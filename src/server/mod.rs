//! # Módulo del Servidor HTTP
//! src/server/mod.rs
//!
//! Este módulo implementa el servidor TCP que:
//! 1. Escucha en un puerto
//! 2. Acepta conexiones entrantes (un thread por conexión)
//! 3. Lee y parsea un request HTTP
//! 4. Genera y envía la response y cierra la conexión
//!
//! TLS queda fuera del crate: [`Server::run_with`] recibe una función que
//! envuelve cada `TcpStream` en el stream cifrado que se quiera usar.

pub mod tcp;

// Re-exportar para facilitar el uso
pub use tcp::{handle_connection, Server};
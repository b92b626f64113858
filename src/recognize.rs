//! Boundary with the recognition (OCR) service and the extraction workflow.
//!
//! This crate never talks to a recognition service itself. Implement
//! [`Recognizer`] over whatever client you use and hand it to an
//! [`Extractor`], which resolves the instruction set, prefers one combined
//! record for the whole document, and falls back to per-page recognition.

use crate::error::Result;
use crate::instructions::InstructionSource;
use crate::merge::{resolve_extraction, MergeOptions, Resolution};
use crate::model::{PageRecord, StructuredRecord};
use std::path::Path;
use std::sync::Arc;

/// A recognition engine producing structured records from page images.
pub trait Recognizer: Send + Sync {
    /// Name of this recognizer, for logging.
    fn name(&self) -> &str;

    /// Recognize one page image, optionally guided by extraction instructions.
    ///
    /// A failure may be returned as an error or as a record carrying an
    /// error marker; both are handled.
    fn recognize_page(&self, image: &Path, instructions: Option<&str>) -> Result<StructuredRecord>;

    /// Recognize a whole document into one combined record.
    ///
    /// Returns `Ok(None)` when the engine has no document-level mode.
    fn recognize_document(
        &self,
        _pages: &[PageRecord],
        _instructions: &str,
    ) -> Result<Option<StructuredRecord>> {
        Ok(None)
    }
}

/// Runs recognition over a document and resolves one extraction result.
pub struct Extractor<S: InstructionSource> {
    recognizer: Arc<dyn Recognizer>,
    instructions: S,
    merge_options: MergeOptions,
}

impl<S: InstructionSource> Extractor<S> {
    /// Create an extractor.
    pub fn new(recognizer: Arc<dyn Recognizer>, instructions: S) -> Self {
        Self {
            recognizer,
            instructions,
            merge_options: MergeOptions::default(),
        }
    }

    /// Set merge options used when falling back to per-page records.
    pub fn with_merge_options(mut self, options: MergeOptions) -> Self {
        self.merge_options = options;
        self
    }

    /// Instruction sets available to this extractor.
    pub fn instructions(&self) -> &S {
        &self.instructions
    }

    /// Recognize every page independently.
    ///
    /// Pages whose recognition fails keep their previous data (usually none).
    pub fn recognize_pages(
        &self,
        pages: &[PageRecord],
        instructions: Option<&str>,
    ) -> Vec<PageRecord> {
        pages
            .iter()
            .map(|page| {
                match self.recognizer.recognize_page(&page.image_ref, instructions) {
                    Ok(record) => {
                        if record.is_error_marker() {
                            log::warn!(
                                "{}: page {} returned an error marker",
                                self.recognizer.name(),
                                page.page_number
                            );
                        }
                        page.clone().with_data(record)
                    }
                    Err(e) => {
                        log::warn!(
                            "{}: recognition failed for page {}: {}",
                            self.recognizer.name(),
                            page.page_number,
                            e
                        );
                        page.clone()
                    }
                }
            })
            .collect()
    }

    /// Extract a document with the named instruction set.
    ///
    /// An unknown instruction set is an error. Recognition failures are not:
    /// a failed combined pass falls back to per-page recognition, and failed
    /// pages are left out of the merge.
    pub fn extract(
        &self,
        pages: &[PageRecord],
        instruction_set: &str,
        document_name: &str,
    ) -> Result<Resolution> {
        let instructions = self.instructions.get(instruction_set)?;

        let combined = if pages.is_empty() {
            None
        } else {
            match self.recognizer.recognize_document(pages, instructions) {
                Ok(combined) => combined,
                Err(e) => {
                    log::warn!(
                        "{}: combined recognition of {} failed, falling back to pages: {}",
                        self.recognizer.name(),
                        document_name,
                        e
                    );
                    None
                }
            }
        };

        let resolution = match combined {
            Some(record) => resolve_extraction(
                pages,
                Some(record),
                document_name,
                instruction_set,
                &self.merge_options,
            ),
            None => {
                let recognized = self.recognize_pages(pages, Some(instructions));
                resolve_extraction(
                    &recognized,
                    None,
                    document_name,
                    instruction_set,
                    &self.merge_options,
                )
            }
        };

        Ok(resolution)
    }
}
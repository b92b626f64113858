//! Input shape detection for raw JSON documents.
//!
//! Recognition output reaches us in one of three shapes:
//!
//! - a structured record envelope: `{"file_name": ..., "ocr_contents": {...}}`
//! - an extraction result envelope: `{"pdf_file": ..., "prompt_name": ..., "extracted_data": {...}}`
//! - bare extracted data: any other JSON value

use crate::error::Result;
use crate::model::{ExtractionResult, Mapping, StructuredRecord};
use serde_json::Value;
use std::fs;
use std::path::Path;

/// Detected shape of a raw JSON input.
#[derive(Debug, Clone, Copy, PartialEq, Eq)]
pub enum InputShape {
    /// `file_name` + `ocr_contents` envelope
    StructuredRecord,
    /// `extracted_data` envelope
    ExtractionResult,
    /// Anything else, taken as the data itself
    Bare,
}

impl std::fmt::Display for InputShape {
    fn fmt(&self, f: &mut std::fmt::Formatter<'_>) -> std::fmt::Result {
        let name = match self {
            InputShape::StructuredRecord => "structured record",
            InputShape::ExtractionResult => "extraction result",
            InputShape::Bare => "bare data",
        };
        f.write_str(name)
    }
}

/// Detect the shape of a JSON value.
pub fn detect_shape(value: &Value) -> InputShape {
    match value {
        Value::Object(map) if map.contains_key("file_name") && map.contains_key("ocr_contents") => {
            InputShape::StructuredRecord
        }
        Value::Object(map) if map.contains_key("extracted_data") => InputShape::ExtractionResult,
        _ => InputShape::Bare,
    }
}

/// Normalized input: the extraction result plus the raw data when it was not
/// an object (so projection can still report a placeholder).
#[derive(Debug, Clone, PartialEq)]
pub struct NormalizedInput {
    /// Result with provenance names filled in
    pub result: ExtractionResult,

    /// Original data value when it was not an object
    pub unprojectable: Option<Value>,
}

/// Normalize any accepted input shape into an extraction result.
pub fn normalize(value: Value) -> NormalizedInput {
    let shape = detect_shape(&value);
    log::debug!("Detected input shape: {}", shape);

    let (document, instruction_set, data) = match (shape, value) {
        (InputShape::StructuredRecord, Value::Object(mut map)) => {
            let document = string_field(&map, "file_name");
            let data = map.remove("ocr_contents").unwrap_or(Value::Null);
            (document, None, data)
        }
        (InputShape::ExtractionResult, Value::Object(mut map)) => {
            let document = string_field(&map, "pdf_file");
            let instruction_set = string_field(&map, "prompt_name");
            let data = map.remove("extracted_data").unwrap_or(Value::Null);
            (document, instruction_set, data)
        }
        (_, data) => (None, None, data),
    };

    let (data, unprojectable) = match data {
        Value::Object(map) => (map, None),
        other => (Mapping::new(), Some(other)),
    };

    NormalizedInput {
        result: ExtractionResult::new(
            document.unwrap_or_else(|| ExtractionResult::DEFAULT_DOCUMENT.to_string()),
            instruction_set.unwrap_or_else(|| ExtractionResult::DEFAULT_INSTRUCTION_SET.to_string()),
            data,
        ),
        unprojectable,
    }
}

fn string_field(map: &Mapping, key: &str) -> Option<String> {
    map.get(key).and_then(Value::as_str).map(str::to_string)
}

/// Read a structured record (page or combined) from a JSON file.
///
/// A bare object is accepted too, named after the file stem.
pub fn read_record<P: AsRef<Path>>(path: P) -> Result<StructuredRecord> {
    let path = path.as_ref();
    let value: Value = serde_json::from_str(&fs::read_to_string(path)?)?;
    match detect_shape(&value) {
        InputShape::StructuredRecord => Ok(serde_json::from_value(value)?),
        _ => {
            let name = path
                .file_stem()
                .map(|s| s.to_string_lossy().into_owned())
                .unwrap_or_default();
            StructuredRecord::new(name, value)
        }
    }
}

/// Read and normalize a JSON file of any accepted shape.
pub fn read_input<P: AsRef<Path>>(path: P) -> Result<NormalizedInput> {
    let value: Value = serde_json::from_str(&fs::read_to_string(path)?)?;
    Ok(normalize(value))
}
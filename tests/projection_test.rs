//! Integration tests for projecting records into tables.

use ocrtab::{merge_pages, project_value, Cell, MergeOptions, PageRecord, ProjectionOptions, StructuredRecord};
use serde_json::{json, Value};

fn project(value: Value) -> ocrtab::TableSet {
    project_value(&value, &ProjectionOptions::default())
}

#[test]
fn test_items_and_invoice_number() {
    let tables = project(json!({
        "Items": [{"sku": "A", "qty": 2}, {"sku": "B", "qty": 1}],
        "InvoiceNumber": "123"
    }));

    assert_eq!(tables.len(), 2);

    let items = &tables["Items"];
    assert_eq!(items.row_count(), 2);
    assert_eq!(items.columns(), ["sku", "qty"]);
    assert_eq!(items.cell(0, "qty"), Some(&Cell::from(2)));

    let general = &tables["General information"];
    assert_eq!(general.row_count(), 1);
    assert_eq!(general.columns(), ["InvoiceNumber"]);
    assert_eq!(general.cell(0, "InvoiceNumber"), Some(&Cell::from("123")));
}

#[test]
fn test_customer_record() {
    let tables = project(json!({"Customer": {"name": "Acme"}}));
    let names: Vec<&str> = tables.keys().map(String::as_str).collect();
    assert_eq!(names, vec!["Customer"]);
    assert_eq!(tables["Customer"].rows().len(), 1);
    assert_eq!(tables["Customer"].cell(0, "name"), Some(&Cell::from("Acme")));
}

#[test]
fn test_projection_is_deterministic() {
    let data = json!({
        "b": {"x": 1, "y": [1, 2]},
        "a": [{"k": 1}, {"j": 2, "k": 3}],
        "c": "scalar",
        "d": []
    });

    let first = project(data.clone());
    let second = project(data);
    assert_eq!(first, second);

    let names: Vec<&str> = first.keys().map(String::as_str).collect();
    assert_eq!(names, vec!["b", "a", "General information"]);
    assert_eq!(first["a"].columns(), ["k", "j"]);
}

#[test]
fn test_every_leaf_lands_in_one_table() {
    let tables = project(json!({
        "Items": [{"sku": "A"}, {"sku": "B", "note": "fragile"}],
        "Customer": {"name": "Acme"},
        "Total": 12.5,
        "Paid": false
    }));

    let non_null: usize = tables
        .values()
        .flat_map(|t| t.rows())
        .flat_map(|r| r.values())
        .filter(|c| !c.is_null())
        .count();
    assert_eq!(non_null, 6);
}

/// Merging a scalar with a mapping gives a list that does not start with an
/// object, so it lands in the generic table as JSON text. Kept on purpose.
#[test]
fn test_merged_mixed_shapes_flow_into_generic_table() {
    let pages: Vec<PageRecord> = [json!({"Customer": "ACME"}), json!({"Customer": {"name": "ACME"}})]
        .into_iter()
        .enumerate()
        .map(|(i, content)| {
            let n = i as u32 + 1;
            PageRecord::new(n, format!("page_{}.jpeg", n))
                .unwrap()
                .with_data(StructuredRecord::new("page", content).unwrap())
        })
        .collect();

    let merged = merge_pages(&pages, &MergeOptions::default());
    let tables = project(Value::Object(merged));

    assert_eq!(tables.len(), 1);
    assert_eq!(
        tables["General information"].cell(0, "Customer"),
        Some(&Cell::from("[\"ACME\",{\"name\":\"ACME\"}]"))
    );
}

/// Mapping first, scalar second: the list starts with an object, so each
/// element becomes a row even though the rows do not share a shape.
#[test]
fn test_merged_mapping_then_scalar_gives_heterogeneous_rows() {
    let tables = project(json!({"Customer": [{"name": "ACME"}, "ACME"]}));
    let customer = &tables["Customer"];
    assert_eq!(customer.row_count(), 2);
    assert_eq!(customer.columns(), ["name", "value"]);
    assert_eq!(customer.cell(1, "value"), Some(&Cell::from("ACME")));
}

#[test]
fn test_error_string_input_degrades_to_placeholder() {
    let tables = project(json!("Erreur lors du traitement OCR"));
    assert_eq!(tables.len(), 1);
    assert_eq!(tables["Error"].row_count(), 1);
}
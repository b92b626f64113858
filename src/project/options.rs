//! Projection options and configuration.

/// Options for projecting a record into tables.
#[derive(Debug, Clone)]
pub struct ProjectionOptions {
    /// Name of the table collecting top-level scalar fields
    pub general_table_name: String,

    /// Name of the table returned when the input cannot be projected
    pub placeholder_table_name: String,

    /// Column holding the placeholder message
    pub placeholder_column: String,

    /// Message placed in the placeholder table
    pub placeholder_message: String,

    /// Column used for non-mapping elements of a list of records
    pub value_column: String,
}

impl ProjectionOptions {
    /// Create new projection options with defaults.
    pub fn new() -> Self {
        Self::default()
    }

    /// Set the generic table name.
    pub fn with_general_table_name(mut self, name: impl Into<String>) -> Self {
        self.general_table_name = name.into();
        self
    }

    /// Set the placeholder table name.
    pub fn with_placeholder_table_name(mut self, name: impl Into<String>) -> Self {
        self.placeholder_table_name = name.into();
        self
    }

    /// Set the placeholder message.
    pub fn with_placeholder_message(mut self, message: impl Into<String>) -> Self {
        self.placeholder_message = message.into();
        self
    }
}

impl Default for ProjectionOptions {
    fn default() -> Self {
        Self {
            general_table_name: "General information".to_string(),
            placeholder_table_name: "Error".to_string(),
            placeholder_column: "Message".to_string(),
            placeholder_message: "No data extracted or invalid format".to_string(),
            value_column: "value".to_string(),
        }
    }
}
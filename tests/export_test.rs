//! Integration tests for exporting tables.

use ocrtab::export::{export_all, ExportOptions};
use ocrtab::{export_table, project_value, sanitize_name, ExportFormat, ProjectionOptions};
use serde_json::json;
use std::fs;

fn tables() -> ocrtab::TableSet {
    project_value(
        &json!({
            "Votre Commande": "21854",
            "Pièces / Désignations": [
                {"Pièce / Désignation": "SOCO-COW002-01PP21A", "Qté": 2, "PUHT": "11.36 €", "Délai": "21/01/25"},
                {"Pièce / Désignation": "SOCO-COW002-01PP25A 30AL \"LAF", "Qté": 44, "PUHT": "1.59 €", "Délai": "21/01/25"}
            ]
        }),
        &ProjectionOptions::default(),
    )
}

#[test]
fn test_sanitized_name_alphabet() {
    let name = sanitize_name("Pièces / Désignations");
    assert!(name
        .chars()
        .all(|c| (c.is_alphanumeric() && !c.is_uppercase()) || c == '_' || c == '-'));
    assert_eq!(name, "pièces___désignations");
}

#[test]
fn test_export_each_format() {
    let tables = tables();
    let table = &tables["Pièces / Désignations"];

    for format in ExportFormat::ALL {
        let exported = export_table(table, &table.name, format).unwrap();
        assert_eq!(
            exported.file_name,
            format!("pièces___désignations.{}", format.extension())
        );
        assert_eq!(exported.mime_type, format.mime_type());
        assert!(!exported.bytes.is_empty());
    }
}

#[test]
fn test_csv_export_content() {
    let tables = tables();
    let exported = export_table(
        &tables["Pièces / Désignations"],
        "Pièces / Désignations",
        ExportFormat::Csv,
    )
    .unwrap();
    let text = String::from_utf8(exported.bytes).unwrap();
    let mut lines = text.lines();
    assert_eq!(lines.next(), Some("Pièce / Désignation,Qté,PUHT,Délai"));
    assert_eq!(lines.next(), Some("SOCO-COW002-01PP21A,2,11.36 €,21/01/25"));
    assert_eq!(
        lines.next(),
        Some("\"SOCO-COW002-01PP25A 30AL \"\"LAF\",44,1.59 €,21/01/25")
    );
}

#[test]
fn test_json_export_round_trips_rows() {
    let tables = tables();
    let exported = export_table(
        &tables["General information"],
        "General information",
        ExportFormat::Json,
    )
    .unwrap();
    let value: serde_json::Value = serde_json::from_slice(&exported.bytes).unwrap();
    assert_eq!(value, json!([{"Votre Commande": "21854"}]));
}

#[test]
fn test_export_all_writes_files() {
    let dir = tempfile::tempdir().unwrap();
    let options = ExportOptions::new().with_output_dir(dir.path().join("exports"));

    let outcomes = export_all(&tables(), ExportFormat::Csv, &options);
    assert_eq!(outcomes.len(), 2);
    for outcome in outcomes {
        let path = outcome.result.unwrap();
        assert!(fs::metadata(&path).unwrap().len() > 0);
    }
    assert!(dir.path().join("exports/general_information.csv").exists());
    assert!(dir.path().join("exports/pièces___désignations.csv").exists());
}

#[test]
fn test_export_all_long_and_non_latin_labels() {
    let long_label = format!("Observations {}", "relevées sur le chantier ".repeat(12));
    assert!(long_label.chars().count() > 300);
    let tables = project_value(
        &json!({
            "客户": [{"名称": "上海工厂", "数量": 3}],
            long_label.as_str(): [{"Ligne": 1, "Note": "RAS"}]
        }),
        &ProjectionOptions::default(),
    );

    let dir = tempfile::tempdir().unwrap();
    let options = ExportOptions::new().with_output_dir(dir.path());
    for format in ExportFormat::ALL {
        let outcomes = export_all(&tables, format, &options);
        assert_eq!(outcomes.len(), 2);
        for outcome in &outcomes {
            let path = outcome.result.as_ref().unwrap();
            let stem = path.file_stem().unwrap().to_str().unwrap();
            assert!(stem.len() <= 200);
        }
    }
    assert!(dir.path().join("客户.csv").exists());
}

#[test]
fn test_failure_is_per_table() {
    let dir = tempfile::tempdir().unwrap();
    // A directory squatting on one target file name makes that write fail.
    fs::create_dir_all(dir.path().join("general_information.json")).unwrap();

    let options = ExportOptions::new().with_output_dir(dir.path());
    let outcomes = export_all(&tables(), ExportFormat::Json, &options);

    let general = outcomes
        .iter()
        .find(|o| o.table == "General information")
        .unwrap();
    let err = general.result.as_ref().unwrap_err();
    assert!(err.to_string().contains("General information"));

    let pieces = outcomes
        .iter()
        .find(|o| o.table == "Pièces / Désignations")
        .unwrap();
    assert!(pieces.result.as_ref().unwrap().exists());
}
//! Projection of a nested record into a set of flat tables.
//!
//! Each top-level key is classified by the shape of its value:
//!
//! 1. a non-empty list whose first element is an object becomes a table with
//!    one row per element,
//! 2. an object becomes a single-row table,
//! 3. anything else (scalars, empty lists, lists not starting with an object)
//!    becomes one column of the shared generic table.
//!
//! Projection never fails. Input that is not a non-empty object yields a
//! single placeholder table instead.

mod options;

pub use options::ProjectionOptions;

use crate::model::{json_type_name, Cell, ExtractionResult, Mapping, Row, Table, TableSet};
use serde_json::Value;

/// Classification of one top-level value.
#[derive(Debug, Clone, Copy)]
pub enum Shape<'a> {
    /// Non-empty list whose first element is an object
    Records(&'a [Value]),
    /// A single object
    Record(&'a Mapping),
    /// Scalar, empty list, or list of non-objects
    Scalar(&'a Value),
}

impl<'a> Shape<'a> {
    /// Classify a value.
    pub fn of(value: &'a Value) -> Self {
        match value {
            Value::Array(items) if matches!(items.first(), Some(Value::Object(_))) => {
                Shape::Records(items)
            }
            Value::Object(map) => Shape::Record(map),
            other => Shape::Scalar(other),
        }
    }
}

/// Project an extraction result into tables.
pub fn project(result: &ExtractionResult, options: &ProjectionOptions) -> TableSet {
    project_mapping(&result.data, options)
}

/// Project an arbitrary JSON value into tables.
///
/// Anything other than a non-empty object yields the placeholder table.
pub fn project_value(value: &Value, options: &ProjectionOptions) -> TableSet {
    match value {
        Value::Object(map) => project_mapping(map, options),
        other => {
            log::warn!(
                "Cannot project a JSON {}; returning placeholder table",
                json_type_name(other)
            );
            placeholder(options)
        }
    }
}

/// Project an ordered mapping into tables.
pub fn project_mapping(data: &Mapping, options: &ProjectionOptions) -> TableSet {
    if data.is_empty() {
        log::warn!("No data to project; returning placeholder table");
        return placeholder(options);
    }

    let mut tables = TableSet::new();
    for (key, value) in data {
        match Shape::of(value) {
            Shape::Records(items) => {
                let name = table_name(&tables, key, options);
                tables.insert(name.clone(), records_table(name, items, options));
            }
            Shape::Record(map) => {
                let name = table_name(&tables, key, options);
                let mut table = Table::new(name.clone());
                table.add_row(row_from_mapping(map));
                tables.insert(name, table);
            }
            Shape::Scalar(value) => {
                tables
                    .entry(options.general_table_name.clone())
                    .or_insert_with(|| Table::new(options.general_table_name.clone()))
                    .set_single(key.clone(), Cell::from_value(value));
            }
        }
    }

    log::debug!(
        "Projected {} keys into {} tables",
        data.len(),
        tables.len()
    );
    tables
}

/// Build the table for a list of records.
fn records_table(name: String, items: &[Value], options: &ProjectionOptions) -> Table {
    let mut table = Table::new(name);
    for item in items {
        match item {
            Value::Object(map) => table.add_row(row_from_mapping(map)),
            other => {
                // Mixed-shape lists (e.g. produced by merging) keep one row per element.
                let mut row = Row::new();
                row.insert(options.value_column.clone(), Cell::from_value(other));
                table.add_row(row);
            }
        }
    }
    table
}

fn row_from_mapping(map: &Mapping) -> Row {
    map.iter()
        .map(|(k, v)| (k.clone(), Cell::from_value(v)))
        .collect()
}

/// Pick a table name for `key` that does not collide with the generic table
/// or an already-built table.
fn table_name(tables: &TableSet, key: &str, options: &ProjectionOptions) -> String {
    let taken = |name: &str| name == options.general_table_name || tables.contains_key(name);
    if !taken(key) {
        return key.to_string();
    }
    let mut n = 2;
    loop {
        let candidate = format!("{} ({})", key, n);
        if !taken(&candidate) {
            return candidate;
        }
        n += 1;
    }
}

fn placeholder(options: &ProjectionOptions) -> TableSet {
    let mut table = Table::new(options.placeholder_table_name.clone());
    table.set_single(
        options.placeholder_column.clone(),
        Cell::Text(options.placeholder_message.clone()),
    );
    let mut tables = TableSet::new();
    tables.insert(table.name.clone(), table);
    tables
}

* * *

> **What needs to be done**:
Your job is to copy out every line from the records above that has the word "over".

> **Finished exercise**:
//! [`Recognizer`] over whatever client you use and hand it to an
/// Runs recognition over a document and resolves one extraction result.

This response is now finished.